11.4 Autovacuum Debt Incident

Questions:

  • Which tables have high dead tuples?
  • Are long transactions preventing cleanup?
  • Is autovacuum running but too slow?
  • Are table thresholds too high for workload?
  • Is bloat causing I/O amplification?

Mitigations:

  • terminate long idle-in-transaction sessions
  • tune autovacuum per hot table
  • run manual vacuum/analyze in controlled window
  • reduce update churn
  • partition high-churn table
  • avoid unbounded soft-delete accumulation

12. Observability for Regulatory Systems

For regulatory and enforcement lifecycle platforms, database observability must cover more than performance.

Track:

  • case lifecycle transition failures
  • illegal transition attempts
  • missing audit event after state change
  • evidence attachment failures
  • stale authorization policy reads
  • SLA/escalation job lag
  • assignment queue backlog
  • decision record completeness
  • case merge/split anomalies
  • report snapshot generation success/failure
  • retention/legal-hold conflicts

Example invariant monitor:

select count(*) as cases_without_timeline_event
from case_record c
where c.status = 'CLOSED'
  and not exists (
    select 1
    from case_timeline_event e
    where e.case_id = c.case_id
      and e.event_type = 'CASE_CLOSED'
  );

If this returns non-zero, the database may be internally inconsistent even if the application is responding quickly.


13. Anti-Patterns

13.1 Metrics Without Operation Identity

You know the database is slow, but not which business operation is causing it.

Fix:

  • add operation names
  • set application names
  • structure logs
  • connect traces to SQL spans

13.2 Only Watching Infrastructure Metrics

CPU and memory are not enough.

You need query, lock, transaction, replication, and correctness signals.

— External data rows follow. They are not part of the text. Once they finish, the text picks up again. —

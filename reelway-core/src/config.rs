//! Centralized configuration for Reelway.
//!
//! All tunable parameters and settings are defined here to avoid
//! hard-coded values scattered throughout the codebase.

use std::path::PathBuf;
use std::time::Duration;

use crate::readiness::ReadinessThreshold;

/// Central configuration for all Reelway components.
///
/// Groups related configuration settings into logical sections.
/// Supports environment variable overrides for runtime customization.
#[derive(Debug, Clone, Default)]
pub struct ReelwayConfig {
    pub resolver: ResolverConfig,
    pub session: SessionConfig,
    pub server: ServerConfig,
    pub readiness: ReadinessConfig,
    pub simulation: SimulationConfig,
}

/// Upstream page fetching configuration.
///
/// Mirrors reject requests that do not look like a desktop browser coming
/// from the site itself, so both headers are always sent.
#[derive(Debug, Clone)]
pub struct ResolverConfig {
    /// User agent sent with every page fetch
    pub user_agent: &'static str,
    /// Referer override. `None` uses the home page of the content reference.
    pub referer: Option<String>,
    /// Timeout for a single page fetch
    pub request_timeout: Duration,
}

impl Default for ResolverConfig {
    fn default() -> Self {
        Self {
            user_agent: "Mozilla/5.0 (Windows NT 10.0; Win64; x64) AppleWebKit/537.36",
            referer: None,
            request_timeout: Duration::from_secs(15),
        }
    }
}

/// Download session manager configuration.
#[derive(Debug, Clone)]
pub struct SessionConfig {
    /// Parent directory for per-session save directories
    pub download_root: PathBuf,
    /// Capacity of the manager command channel
    pub command_buffer: usize,
    /// Capacity of the range prioritization channel
    pub priority_buffer: usize,
}

impl Default for SessionConfig {
    fn default() -> Self {
        Self {
            download_root: std::env::temp_dir().join("reelway"),
            command_buffer: 64,
            priority_buffer: 32,
        }
    }
}

/// Loopback range server configuration.
///
/// The listener is always bound to 127.0.0.1; only the port is tunable.
#[derive(Debug, Clone)]
pub struct ServerConfig {
    /// Listening port, 0 picks an ephemeral port
    pub port: u16,
    /// How long a request may wait for bytes that have not arrived yet
    pub availability_timeout: Duration,
    /// Size of each body chunk read from disk
    pub chunk_size: usize,
    /// Content type used when the file extension is not recognized
    pub content_type_fallback: &'static str,
}

impl Default for ServerConfig {
    fn default() -> Self {
        Self {
            port: 8080,
            availability_timeout: Duration::from_secs(30),
            chunk_size: 65536, // 64 KiB
            content_type_fallback: "video/mp4",
        }
    }
}

/// Playback readiness configuration.
#[derive(Debug, Clone)]
pub struct ReadinessConfig {
    /// Point at which playback may begin before the download completes
    pub threshold: ReadinessThreshold,
    /// Upper bound on waiting for a session to become playable
    pub wait_timeout: Duration,
}

impl Default for ReadinessConfig {
    fn default() -> Self {
        Self {
            threshold: ReadinessThreshold::Percent(2.0),
            wait_timeout: Duration::from_secs(600),
        }
    }
}

/// Simulated download engine configuration for development.
///
/// Controls how fast the simulated engine feeds a local file into the
/// session save directory.
#[derive(Debug, Clone)]
pub struct SimulationConfig {
    /// Average simulated download speed in bytes per second
    pub bytes_per_second: u64,
    /// Interval between progress events
    pub tick: Duration,
    /// Deterministic seed for reproducible rate jitter
    pub deterministic_seed: Option<u64>,
    /// Progress percentage at which the engine reports the stream ready
    pub ready_after_percent: f32,
}

impl Default for SimulationConfig {
    fn default() -> Self {
        Self {
            bytes_per_second: 2_097_152, // 2 MB/s
            tick: Duration::from_millis(250),
            deterministic_seed: None,
            ready_after_percent: 1.0,
        }
    }
}

impl SimulationConfig {
    /// Creates a configuration for deterministic testing.
    pub fn deterministic_testing() -> Self {
        Self {
            bytes_per_second: 10_485_760, // 10 MB/s for fast tests
            tick: Duration::from_millis(10),
            deterministic_seed: Some(42),
            ready_after_percent: 1.0,
        }
    }
}

impl ReelwayConfig {
    /// Creates configuration with environment variable overrides.
    ///
    /// Allows runtime configuration via environment variables while
    /// maintaining sensible defaults. Unparsable values are ignored.
    pub fn from_env() -> Self {
        let mut config = Self::default();

        if let Some(port) = env_parse::<u16>("REELWAY_HTTP_PORT") {
            config.server.port = port;
        }

        if let Some(seconds) = env_parse::<u64>("REELWAY_AVAILABILITY_TIMEOUT") {
            config.server.availability_timeout = Duration::from_secs(seconds);
        }

        if let Some(seconds) = env_parse::<u64>("REELWAY_FETCH_TIMEOUT") {
            config.resolver.request_timeout = Duration::from_secs(seconds);
        }

        if let Ok(referer) = std::env::var("REELWAY_REFERER") {
            if !referer.is_empty() {
                config.resolver.referer = Some(referer);
            }
        }

        if let Ok(dir) = std::env::var("REELWAY_DOWNLOAD_DIR") {
            if !dir.is_empty() {
                config.session.download_root = PathBuf::from(dir);
            }
        }

        // Byte threshold wins over percent when both are given
        if let Some(percent) = env_parse::<f32>("REELWAY_READY_PERCENT") {
            config.readiness.threshold = ReadinessThreshold::Percent(percent.clamp(0.0, 100.0));
        }

        if let Some(bytes) = env_parse::<u64>("REELWAY_READY_BYTES") {
            config.readiness.threshold = ReadinessThreshold::MinBytes(bytes);
        }

        if let Some(seed) = env_parse::<u64>("REELWAY_SIMULATION_SEED") {
            config.simulation.deterministic_seed = Some(seed);
        }

        config
    }

    /// Creates a configuration tuned for fast, deterministic tests.
    pub fn for_testing() -> Self {
        let mut config = Self::default();
        config.server.port = 0;
        config.server.availability_timeout = Duration::from_millis(500);
        config.server.chunk_size = 1024;
        config.readiness.wait_timeout = Duration::from_secs(5);
        config.simulation = SimulationConfig::deterministic_testing();
        config
    }
}

fn env_parse<T: std::str::FromStr>(name: &str) -> Option<T> {
    std::env::var(name).ok()?.parse().ok()
}

#[cfg(test)]
mod tests {
    use super::*;

    #[test]
    fn test_default_config() {
        let config = ReelwayConfig::default();
        assert_eq!(config.server.port, 8080);
        assert_eq!(config.server.content_type_fallback, "video/mp4");
        assert!(config.resolver.user_agent.starts_with("Mozilla/5.0"));
        assert!(config.resolver.referer.is_none());
        assert_eq!(config.readiness.threshold, ReadinessThreshold::Percent(2.0));
    }

    #[test]
    fn test_testing_config_is_fast() {
        let config = ReelwayConfig::for_testing();
        assert_eq!(config.server.port, 0);
        assert!(config.server.availability_timeout < Duration::from_secs(1));
        assert_eq!(config.simulation.deterministic_seed, Some(42));
    }
}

13.3 Logging Raw Sensitive Data

SQL logs may contain PII, secrets, tokens, case details, or evidence metadata.

Fix:

  • parameterize queries
  • redact logs
  • restrict log access
  • define retention
  • hash identifiers where possible

13.4 Alerting on Everything

Too many alerts create operational blindness.

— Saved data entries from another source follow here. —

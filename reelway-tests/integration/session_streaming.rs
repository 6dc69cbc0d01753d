//! Session manager driving the range server, with a scripted engine.

use std::path::PathBuf;
use std::time::{Duration, Instant};

use reelway_core::config::SessionConfig;
use reelway_core::session::test_mocks::{EngineCall, ScriptedEngine};
use reelway_core::session::{EngineEvent, SessionManagerHandle, SessionState};
use reelway_core::spawn_session_manager;
use reelway_web::{RangeServer, RunningServer};
use tempfile::TempDir;

use crate::common::{MAGNET, client, header, media_bytes, server_config};

const TOTAL: u64 = 64 * 1024;

struct Pipeline {
    engine: ScriptedEngine,
    sessions: SessionManagerHandle,
    running: RunningServer,
    _root: TempDir,
}

async fn pipeline(availability_timeout: Duration) -> Pipeline {
    let root = tempfile::tempdir().unwrap();
    let engine = ScriptedEngine::new();
    let server = RangeServer::new(server_config(availability_timeout));
    let running = server.spawn().await.unwrap();
    let sessions = spawn_session_manager(
        SessionConfig {
            download_root: root.path().to_path_buf(),
            ..SessionConfig::default()
        },
        engine.clone(),
        server,
    );
    Pipeline {
        engine,
        sessions,
        running,
        _root: root,
    }
}

/// Starts a session whose file is pre-allocated and holds `available` bytes.
async fn start_ready_session(pipeline: &Pipeline, available: u64) -> (PathBuf, Vec<u8>) {
    let handle = pipeline.sessions.start(MAGNET).await.unwrap();
    let data = media_bytes(TOTAL as usize);
    let file_path = handle.save_dir.join("film.mp4");

    let mut contents = data[..available as usize].to_vec();
    contents.resize(TOTAL as usize, 0);
    std::fs::write(&file_path, &contents).unwrap();

    pipeline.engine.emit(EngineEvent::MetadataReceived {
        file_path: file_path.clone(),
        total_size: TOTAL,
    });
    pipeline.engine.emit(EngineEvent::Ready {
        file_path: file_path.clone(),
        total_size: TOTAL,
    });
    report(pipeline, available);
    wait_for_contiguous(&pipeline.sessions, available).await;

    (file_path, data)
}

fn report(pipeline: &Pipeline, contiguous_bytes: u64) {
    pipeline.engine.emit(EngineEvent::Progress {
        percent: contiguous_bytes as f32 / TOTAL as f32 * 100.0,
        download_rate_bps: 1_000_000,
        contiguous_bytes,
    });
}

async fn wait_for_contiguous(sessions: &SessionManagerHandle, bytes: u64) {
    let mut updates = sessions.subscribe();
    tokio::time::timeout(Duration::from_secs(2), async {
        loop {
            let reached = updates
                .borrow_and_update()
                .as_ref()
                .is_some_and(|s| s.state == SessionState::Ready && s.contiguous_available_bytes() >= bytes);
            if reached {
                return;
            }
            updates.changed().await.unwrap();
        }
    })
    .await
    .unwrap();
}

#[tokio::test]
async fn test_available_range_served_immediately() {
    let pipeline = pipeline(Duration::from_millis(300)).await;
    let (_, data) = start_ready_session(&pipeline, 32 * 1024).await;

    let response = client()
        .get(pipeline.running.url())
        .header("Range", "bytes=0-16383")
        .send()
        .await
        .unwrap();

    assert_eq!(response.status(), 206);
    assert_eq!(header(&response, "content-range"), format!("bytes 0-16383/{TOTAL}"));
    assert_eq!(response.bytes().await.unwrap().as_ref(), &data[..16384]);
}

#[tokio::test]
async fn test_request_waits_for_download_to_catch_up() {
    let pipeline = pipeline(Duration::from_secs(5)).await;
    let (file_path, data) = start_ready_session(&pipeline, 8 * 1024).await;

    let request = client()
        .get(pipeline.running.url())
        .header("Range", "bytes=40000-49999")
        .send();
    let download = async {
        tokio::time::sleep(Duration::from_millis(100)).await;
        std::fs::write(&file_path, &data).unwrap();
        report(&pipeline, TOTAL);
    };

    let (response, ()) = tokio::join!(request, download);
    let response = response.unwrap();

    assert_eq!(response.status(), 206);
    assert_eq!(response.bytes().await.unwrap().as_ref(), &data[40_000..50_000]);
    assert!(
        pipeline
            .engine
            .calls()
            .iter()
            .any(|call| matches!(call, EngineCall::Prioritize(range) if range.start == 40_000)),
        "missing range should be prioritized"
    );
}

#[tokio::test]
async fn test_unavailable_range_times_out_with_503() {
    let pipeline = pipeline(Duration::from_millis(300)).await;
    start_ready_session(&pipeline, 4096).await;

    let started = Instant::now();
    let response = client()
        .get(pipeline.running.url())
        .header("Range", "bytes=60000-")
        .send()
        .await
        .unwrap();

    assert_eq!(response.status(), 503);
    assert!(started.elapsed() >= Duration::from_millis(300));
    assert!(started.elapsed() < Duration::from_secs(3));
}

#[tokio::test]
async fn test_stop_cancels_waiting_request() {
    let pipeline = pipeline(Duration::from_secs(10)).await;
    start_ready_session(&pipeline, 4096).await;

    let started = Instant::now();
    let request = client()
        .get(pipeline.running.url())
        .header("Range", "bytes=60000-")
        .send();
    let stop = async {
        tokio::time::sleep(Duration::from_millis(100)).await;
        pipeline.sessions.stop().await.unwrap();
    };

    let (response, ()) = tokio::join!(request, stop);

    assert_eq!(response.unwrap().status(), 503);
    assert!(started.elapsed() < Duration::from_secs(5));
}

#[tokio::test]
async fn test_stop_removes_files_and_unbinds() {
    let pipeline = pipeline(Duration::from_millis(300)).await;
    let (file_path, _) = start_ready_session(&pipeline, TOTAL).await;
    let save_dir = file_path.parent().unwrap().to_path_buf();

    let before = client().get(pipeline.running.url()).send().await.unwrap();
    assert_eq!(before.status(), 200);
    before.bytes().await.unwrap();

    pipeline.sessions.stop().await.unwrap();

    assert!(!save_dir.exists());
    let after = client().get(pipeline.running.url()).send().await.unwrap();
    assert_eq!(after.status(), 404);
    assert_eq!(
        pipeline.sessions.current_state().map(|s| s.state),
        Some(SessionState::Stopped)
    );
}

#[tokio::test]
async fn test_restart_stops_previous_session_once() {
    let pipeline = pipeline(Duration::from_millis(300)).await;
    let (first_file, _) = start_ready_session(&pipeline, TOTAL).await;

    let second = pipeline
        .sessions
        .start("magnet:?xt=urn:btih:0123456789abcdef0123456789abcdef01234567")
        .await
        .unwrap();

    let calls = pipeline.engine.calls();
    assert!(matches!(calls.first(), Some(EngineCall::Start { .. })));
    assert_eq!(calls.iter().filter(|c| matches!(c, EngineCall::Stop)).count(), 1);
    assert!(matches!(calls.last(), Some(EngineCall::Start { save_dir, .. }) if *save_dir == second.save_dir));
    assert!(!first_file.exists());

    let response = client().get(pipeline.running.url()).send().await.unwrap();
    assert_eq!(response.status(), 404);
}
//! Playback readiness policy
//!
//! Decides from a session snapshot whether the player can be handed the
//! stream URL before the download finishes.

use serde::{Deserialize, Serialize};

use crate::session::{DownloadSession, SessionState};

/// Point at which playback may begin.
#[derive(Debug, Clone, Copy, PartialEq, Serialize, Deserialize)]
pub enum ReadinessThreshold {
    /// Overall download progress, in percent
    Percent(f32),
    /// Contiguous bytes available from the start of the file
    MinBytes(u64),
}

/// Outcome of the readiness policy. Derived on demand, never stored.
#[derive(Debug, Clone, Copy, PartialEq, Eq, PartialOrd, Ord, Serialize)]
pub enum ReadinessDecision {
    NotReady,
    ReadyToStart,
    FullyAvailable,
}

/// Pure readiness decision.
///
/// Playback needs the engine to have reported the stream ready (the file is
/// then bound to the range server) and the threshold to be met. A file whose
/// every byte is on disk is `FullyAvailable` regardless of the threshold.
pub fn decide(
    state: SessionState,
    progress_percent: f32,
    contiguous_available_bytes: u64,
    total_size_bytes: Option<u64>,
    threshold: ReadinessThreshold,
) -> ReadinessDecision {
    if state != SessionState::Ready {
        return ReadinessDecision::NotReady;
    }

    if total_size_bytes.is_some_and(|total| contiguous_available_bytes >= total) {
        return ReadinessDecision::FullyAvailable;
    }

    let threshold_met = match threshold {
        ReadinessThreshold::Percent(percent) => progress_percent >= percent,
        ReadinessThreshold::MinBytes(bytes) => contiguous_available_bytes >= bytes,
    };

    if threshold_met {
        ReadinessDecision::ReadyToStart
    } else {
        ReadinessDecision::NotReady
    }
}

impl ReadinessDecision {
    /// Applies [`decide`] to a session snapshot.
    pub fn for_session(session: &DownloadSession, threshold: ReadinessThreshold) -> Self {
        decide(
            session.state,
            session.progress_percent,
            session.contiguous_available_bytes(),
            session.total_size_bytes(),
            threshold,
        )
    }
}

/// Turns the level-style decision into one-shot signals.
///
/// `ReadyToStart` is emitted the first time the threshold is crossed and
/// `FullyAvailable` the first time the whole file is present. Jumping
/// straight to `FullyAvailable` emits only that.
#[derive(Debug, Clone)]
pub struct ReadinessGate {
    threshold: ReadinessThreshold,
    emitted: ReadinessDecision,
}

impl ReadinessGate {
    pub fn new(threshold: ReadinessThreshold) -> Self {
        Self {
            threshold,
            emitted: ReadinessDecision::NotReady,
        }
    }

    /// Feeds one observation; returns the signal to act on, if any.
    pub fn observe(
        &mut self,
        state: SessionState,
        progress_percent: f32,
        contiguous_available_bytes: u64,
        total_size_bytes: Option<u64>,
    ) -> Option<ReadinessDecision> {
        let decision = decide(
            state,
            progress_percent,
            contiguous_available_bytes,
            total_size_bytes,
            self.threshold,
        );
        if decision > self.emitted {
            self.emitted = decision;
            Some(decision)
        } else {
            None
        }
    }

    /// Feeds a session snapshot.
    pub fn observe_session(&mut self, session: &DownloadSession) -> Option<ReadinessDecision> {
        self.observe(
            session.state,
            session.progress_percent,
            session.contiguous_available_bytes(),
            session.total_size_bytes(),
        )
    }
}

#[cfg(test)]
mod tests {
    use super::*;

    const TOTAL: Option<u64> = Some(1_000_000);

    #[test]
    fn test_ready_to_start_fires_once_at_threshold() {
        let mut gate = ReadinessGate::new(ReadinessThreshold::Percent(2.0));
        let signals: Vec<_> = [0.0, 1.0, 2.0, 5.0, 10.0]
            .into_iter()
            .map(|progress| gate.observe(SessionState::Ready, progress, 1000, TOTAL))
            .collect();

        assert_eq!(
            signals,
            vec![
                None,
                None,
                Some(ReadinessDecision::ReadyToStart),
                None,
                None
            ]
        );
    }

    #[test]
    fn test_not_ready_before_engine_ready() {
        for state in [
            SessionState::Starting,
            SessionState::MetadataReceived,
            SessionState::Downloading,
            SessionState::Error,
            SessionState::Stopped,
        ] {
            assert_eq!(
                decide(state, 50.0, 500_000, TOTAL, ReadinessThreshold::Percent(2.0)),
                ReadinessDecision::NotReady
            );
        }
    }

    #[test]
    fn test_byte_threshold() {
        let threshold = ReadinessThreshold::MinBytes(4096);
        assert_eq!(
            decide(SessionState::Ready, 90.0, 4095, TOTAL, threshold),
            ReadinessDecision::NotReady
        );
        assert_eq!(
            decide(SessionState::Ready, 0.1, 4096, TOTAL, threshold),
            ReadinessDecision::ReadyToStart
        );
    }

    #[test]
    fn test_fully_available_when_every_byte_present() {
        assert_eq!(
            decide(
                SessionState::Ready,
                0.0,
                1_000_000,
                TOTAL,
                ReadinessThreshold::Percent(2.0)
            ),
            ReadinessDecision::FullyAvailable
        );
    }

    #[test]
    fn test_gate_emits_full_availability_once() {
        let mut gate = ReadinessGate::new(ReadinessThreshold::Percent(2.0));
        assert_eq!(
            gate.observe(SessionState::Ready, 5.0, 1000, TOTAL),
            Some(ReadinessDecision::ReadyToStart)
        );
        assert_eq!(
            gate.observe(SessionState::Ready, 100.0, 1_000_000, TOTAL),
            Some(ReadinessDecision::FullyAvailable)
        );
        assert_eq!(
            gate.observe(SessionState::Ready, 100.0, 1_000_000, TOTAL),
            None
        );
    }

    #[test]
    fn test_gate_skips_straight_to_full_availability() {
        let mut gate = ReadinessGate::new(ReadinessThreshold::Percent(50.0));
        assert_eq!(
            gate.observe(SessionState::Ready, 10.0, 1_000_000, TOTAL),
            Some(ReadinessDecision::FullyAvailable)
        );
        assert_eq!(gate.observe(SessionState::Ready, 60.0, 1_000_000, TOTAL), None);
    }
}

Alert on symptoms and risk, not every noisy metric.

13.5 No Baseline

Without baseline, you cannot distinguish normal seasonal load from degradation.

Maintain baseline by:

  • hour of day
  • day of week
  • batch window
  • reporting cycle
  • tenant tier
  • release version

14. Database Observability Review Checklist

Workload Identity

  • Critical operations have stable operation names.
  • Connection application_name or equivalent is configured.
  • Metrics use bounded-cardinality labels.
  • Logs/traces include correlation IDs.
  • Sensitive values are redacted or hashed.

Performance Signals

  • Query latency is tracked by operation and SQL fingerprint.
  • Connection pool wait time is tracked.
  • Lock waits and deadlocks are visible.
  • I/O wait and temp file usage are visible.
  • Top SQL by total time and mean time is visible.

Reliability Signals

  • Replication lag is tracked.
  • WAL/disk growth is tracked.
  • Backup success and restore validation are tracked.
  • Autovacuum/analyze freshness is tracked.
  • Long transactions are detected.

Correctness Signals

  • Outbox/CDC lag is tracked.
  • Projection freshness is tracked.
  • Invariant violation monitors exist.
  • Data quality repair jobs are monitored.
  • Audit completeness checks exist.

Incident Readiness

  • Slow DB runbook exists.
  • Lock storm runbook exists.
  • Replication lag runbook exists.
  • Disk/WAL full runbook exists.
  • Emergency access and kill-session policy are defined.

15. Key Takeaways

Database observability is not a dashboard collection.

It is a causal model.

A strong database architect designs systems so that every production question has an evidence path:

business operation
→ application trace
→ database session/query
→ wait/resource/lock signal
→ impacted data/invariant
→ safe mitigation

The best systems are not systems that never fail.

They are systems that fail explainably.

When the database can explain itself, teams can respond quickly without panic, guesswork, or unsafe intervention.